### EXERCISE DETAILS
For every record here, output an exact copy.

(Collected data entries)
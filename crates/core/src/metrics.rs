//! Prometheus metrics for a lifecycle run.
//!
//! This module provides metrics for:
//! - HTTP retries
//! - Activation (requests, polls)
//! - Downloads (results, bytes, duration)
//! - Per-item outcomes
//!
//! A batch run has no scrape endpoint, so the registry is rendered to text and
//! optionally written to a file when the run ends.

use std::path::Path;

use once_cell::sync::Lazy;
use prometheus::{
    Encoder, HistogramOpts, HistogramVec, IntCounter, IntCounterVec, Opts, Registry, TextEncoder,
};

/// Global metrics registry.
pub static REGISTRY: Lazy<Registry> = Lazy::new(|| {
    let registry = Registry::new();
    for metric in all_metrics() {
        // Collectors are distinct statics; registration only fails on duplicates.
        let _ = registry.register(metric);
    }
    registry
});

// =============================================================================
// HTTP
// =============================================================================

/// Retries scheduled by the retrying client, by failure reason.
pub static HTTP_RETRIES: Lazy<IntCounterVec> = Lazy::new(|| {
    IntCounterVec::new(
        Opts::new(
            "scenefetch_http_retries_total",
            "Total HTTP attempts that were retried",
        ),
        &["reason"], // "rate_limited", "status", "timeout", "transport"
    )
    .unwrap()
});

// =============================================================================
// Activation
// =============================================================================

/// Activation requests by result.
pub static ACTIVATION_REQUESTS: Lazy<IntCounterVec> = Lazy::new(|| {
    IntCounterVec::new(
        Opts::new(
            "scenefetch_activation_requests_total",
            "Total activation requests",
        ),
        &["result"], // "success", "failed"
    )
    .unwrap()
});

/// Activation polling loops by how they ended.
pub static ACTIVATION_POLLS: Lazy<IntCounterVec> = Lazy::new(|| {
    IntCounterVec::new(
        Opts::new(
            "scenefetch_activation_polls_total",
            "Total activation polling loops",
        ),
        &["result"], // "active", "timed_out", "failed"
    )
    .unwrap()
});

// =============================================================================
// Downloads
// =============================================================================

/// Downloads by result.
pub static DOWNLOADS: Lazy<IntCounterVec> = Lazy::new(|| {
    IntCounterVec::new(
        Opts::new("scenefetch_downloads_total", "Total asset downloads"),
        &["result"], // "success", "failed", "checksum_mismatch"
    )
    .unwrap()
});

/// Bytes written to completed asset files.
pub static DOWNLOAD_BYTES: Lazy<IntCounter> = Lazy::new(|| {
    IntCounter::new(
        "scenefetch_download_bytes_total",
        "Total bytes downloaded",
    )
    .unwrap()
});

/// Download duration in seconds.
pub static DOWNLOAD_DURATION: Lazy<HistogramVec> = Lazy::new(|| {
    HistogramVec::new(
        HistogramOpts::new(
            "scenefetch_download_duration_seconds",
            "Duration of asset downloads",
        )
        .buckets(vec![1.0, 5.0, 15.0, 30.0, 60.0, 120.0, 300.0, 600.0, 1800.0]),
        &["result"],
    )
    .unwrap()
});

// =============================================================================
// Orchestrator
// =============================================================================

/// Work items by final outcome.
pub static ITEMS: Lazy<IntCounterVec> = Lazy::new(|| {
    IntCounterVec::new(
        Opts::new("scenefetch_items_total", "Total work items processed"),
        &["outcome"], // "downloaded", "already_downloaded", "activated", "failed"
    )
    .unwrap()
});

// =============================================================================
// Helper functions
// =============================================================================

/// Get all metrics for registration in a registry.
pub fn all_metrics() -> Vec<Box<dyn prometheus::core::Collector>> {
    vec![
        Box::new(HTTP_RETRIES.clone()),
        Box::new(ACTIVATION_REQUESTS.clone()),
        Box::new(ACTIVATION_POLLS.clone()),
        Box::new(DOWNLOADS.clone()),
        Box::new(DOWNLOAD_BYTES.clone()),
        Box::new(DOWNLOAD_DURATION.clone()),
        Box::new(ITEMS.clone()),
    ]
}

/// Encode all metrics as Prometheus text format.
pub fn render() -> Result<String, prometheus::Error> {
    let encoder = TextEncoder::new();
    let mut buffer = Vec::new();
    encoder.encode(&REGISTRY.gather(), &mut buffer)?;
    String::from_utf8(buffer).map_err(|e| prometheus::Error::Msg(e.to_string()))
}

/// Writes the rendered metrics to `path`, creating parent directories.
pub fn write_to(path: &Path) -> std::io::Result<()> {
    let text = render().map_err(|e| std::io::Error::other(e.to_string()))?;
    if let Some(parent) = path.parent() {
        if !parent.as_os_str().is_empty() {
            std::fs::create_dir_all(parent)?;
        }
    }
    std::fs::write(path, text)
}

#[cfg(test)]
mod tests {
    use super::*;

    #[test]
    fn test_render_returns_prometheus_format() {
        ITEMS.with_label_values(&["downloaded"]).inc();

        let output = render().unwrap();
        assert!(output.contains("scenefetch_items_total"));
        assert!(output.contains("# HELP"));
        assert!(output.contains("# TYPE"));
    }

    #[test]
    fn test_registry_contains_all_metrics() {
        // Prometheus only outputs vectors that have at least one child.
        HTTP_RETRIES.with_label_values(&["timeout"]).inc();
        ACTIVATION_REQUESTS.with_label_values(&["success"]).inc();
        ACTIVATION_POLLS.with_label_values(&["active"]).inc();
        DOWNLOADS.with_label_values(&["success"]).inc();
        DOWNLOAD_BYTES.inc_by(10);
        DOWNLOAD_DURATION.with_label_values(&["success"]).observe(1.0);
        ITEMS.with_label_values(&["failed"]).inc();

        let output = render().unwrap();
        assert!(output.contains("scenefetch_http_retries_total"));
        assert!(output.contains("scenefetch_activation_requests_total"));
        assert!(output.contains("scenefetch_activation_polls_total"));
        assert!(output.contains("scenefetch_downloads_total"));
        assert!(output.contains("scenefetch_download_bytes_total"));
        assert!(output.contains("scenefetch_download_duration_seconds"));
        assert!(output.contains("scenefetch_items_total"));
    }

    #[test]
    fn test_write_to_creates_parent_dirs() {
        let dir = tempfile::tempdir().unwrap();
        let path = dir.path().join("nested").join("metrics.prom");
        DOWNLOAD_BYTES.inc();

        write_to(&path).unwrap();
        let text = std::fs::read_to_string(&path).unwrap();
        assert!(text.contains("scenefetch_download_bytes_total"));
    }
}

### SOLUTION TO THIS TASK
filename crates/core/src/metrics.rs
//! Prometheus metrics for a lifecycle run.
//!
//! This module provides metrics for:
//! - HTTP retries
//! - Activation (requests, polls)
//! - Downloads (results, bytes, duration)
//! - Per-item outcomes
//!
//! A batch run has no scrape endpoint, so the registry is rendered to text and
//! optionally written to a file when the run ends.

use std::path::Path;

use once_cell::sync::Lazy;
use prometheus::{
    Encoder, HistogramOpts, HistogramVec, IntCounter, IntCounterVec, Opts, Registry, TextEncoder,
};

/// Global metrics registry.
pub static REGISTRY: Lazy<Registry> = Lazy::new(|| {
    let registry = Registry::new();
    for metric in all_metrics() {
        // Collectors are distinct statics; registration only fails on duplicates.
        let _ = registry.register(metric);
    }
    registry
});

// =============================================================================
// HTTP
// =============================================================================

/// Retries scheduled by the retrying client, by failure reason.
pub static HTTP_RETRIES: Lazy<IntCounterVec> = Lazy::new(|| {
    IntCounterVec::new(
        Opts::new(
            "scenefetch_http_retries_total",
            "Total HTTP attempts that were retried",
        ),
        &["reason"], // "rate_limited", "status", "timeout", "transport"
    )
    .unwrap()
});

// =============================================================================
// Activation
// =============================================================================

/// Activation requests by result.
pub static ACTIVATION_REQUESTS: Lazy<IntCounterVec> = Lazy::new(|| {
    IntCounterVec::new(
        Opts::new(
            "scenefetch_activation_requests_total",
            "Total activation requests",
        ),
        &["result"], // "success", "failed"
    )
    .unwrap()
});

/// Activation polling loops by how they ended.
pub static ACTIVATION_POLLS: Lazy<IntCounterVec> = Lazy::new(|| {
    IntCounterVec::new(
        Opts::new(
            "scenefetch_activation_polls_total",
            "Total activation polling loops",
        ),
        &["result"], // "active", "timed_out", "failed"
    )
    .unwrap()
});

// =============================================================================
// Downloads
// =============================================================================

/// Downloads by result.
pub static DOWNLOADS: Lazy<IntCounterVec> = Lazy::new(|| {
    IntCounterVec::new(
        Opts::new("scenefetch_downloads_total", "Total asset downloads"),
        &["result"], // "success", "failed", "checksum_mismatch"
    )
    .unwrap()
});

/// Bytes written to completed asset files.
pub static DOWNLOAD_BYTES: Lazy<IntCounter> = Lazy::new(|| {
    IntCounter::new(
        "scenefetch_download_bytes_total",
        "Total bytes downloaded",
    )
    .unwrap()
});

/// Download duration in seconds.
pub static DOWNLOAD_DURATION: Lazy<HistogramVec> = Lazy::new(|| {
    HistogramVec::new(
        HistogramOpts::new(
            "scenefetch_download_duration_seconds",
            "Duration of asset downloads",
        )
        .buckets(vec![1.0, 5.0, 15.0, 30.0, 60.0, 120.0, 300.0, 600.0, 1800.0]),
        &["result"],
    )
    .unwrap()
});

// =============================================================================
// Orchestrator
// =============================================================================

/// Work items by final outcome.
pub static ITEMS: Lazy<IntCounterVec> = Lazy::new(|| {
    IntCounterVec::new(
        Opts::new("scenefetch_items_total", "Total work items processed"),
        &["outcome"], // "downloaded", "already_downloaded", "activated", "failed"
    )
    .unwrap()
});

// =============================================================================
// Helper functions
// =============================================================================

/// Get all metrics for registration in a registry.
pub fn all_metrics() -> Vec<Box<dyn prometheus::core::Collector>> {
    vec![
        Box::new(HTTP_RETRIES.clone()),
        Box::new(ACTIVATION_REQUESTS.clone()),
        Box::new(ACTIVATION_POLLS.clone()),
        Box::new(DOWNLOADS.clone()),
        Box::new(DOWNLOAD_BYTES.clone()),
        Box::new(DOWNLOAD_DURATION.clone()),
        Box::new(ITEMS.clone()),
    ]
}

/// Encode all metrics as Prometheus text format.
pub fn render() -> Result<String, prometheus::Error> {
    let encoder = TextEncoder::new();
    let mut buffer = Vec::new();
    encoder.encode(&REGISTRY.gather(), &mut buffer)?;
    String::from_utf8(buffer).map_err(|e| prometheus::Error::Msg(e.to_string()))
}

/// Writes the rendered metrics to `path`, creating parent directories.
pub fn write_to(path: &Path) -> std::io::Result<()> {
    let text = render().map_err(|e| std::io::Error::other(e.to_string()))?;
    if let Some(parent) = path.parent() {
        if !parent.as_os_str().is_empty() {
            std::fs::create_dir_all(parent)?;
        }
    }
    std::fs::write(path, text)
}

#[cfg(test)]
mod tests {
    use super::*;

    #[test]
    fn test_render_returns_prometheus_format() {
        ITEMS.with_label_values(&["downloaded"]).inc();

        let output = render().unwrap();
        assert!(output.contains("scenefetch_items_total"));
        assert!(output.contains("# HELP"));
        assert!(output.contains("# TYPE"));
    }

    #[test]
    fn test_registry_contains_all_metrics() {
        // Prometheus only outputs vectors that have at least one child.
        HTTP_RETRIES.with_label_values(&["timeout"]).inc();
        ACTIVATION_REQUESTS.with_label_values(&["success"]).inc();
        ACTIVATION_POLLS.with_label_values(&["active"]).inc();
        DOWNLOADS.with_label_values(&["success"]).inc();
        DOWNLOAD_BYTES.inc_by(10);
        DOWNLOAD_DURATION.with_label_values(&["success"]).observe(1.0);
        ITEMS.with_label_values(&["failed"]).inc();

        let output = render().unwrap();
        assert!(output.contains("scenefetch_http_retries_total"));
        assert!(output.contains("scenefetch_activation_requests_total"));
        assert!(output.contains("scenefetch_activation_polls_total"));
        assert!(output.contains("scenefetch_downloads_total"));
        assert!(output.contains("scenefetch_download_bytes_total"));
        assert!(output.contains("scenefetch_download_duration_seconds"));
        assert!(output.contains("scenefetch_items_total"));
    }

    #[test]
    fn test_write_to_creates_parent_dirs() {
        let dir = tempfile::tempdir().unwrap();
        let path = dir.path().join("nested").join("metrics.prom");
        DOWNLOAD_BYTES.inc();

        write_to(&path).unwrap();
        let text = std::fs::read_to_string(&path).unwrap();
        assert!(text.contains("scenefetch_download_bytes_total"));
    }
}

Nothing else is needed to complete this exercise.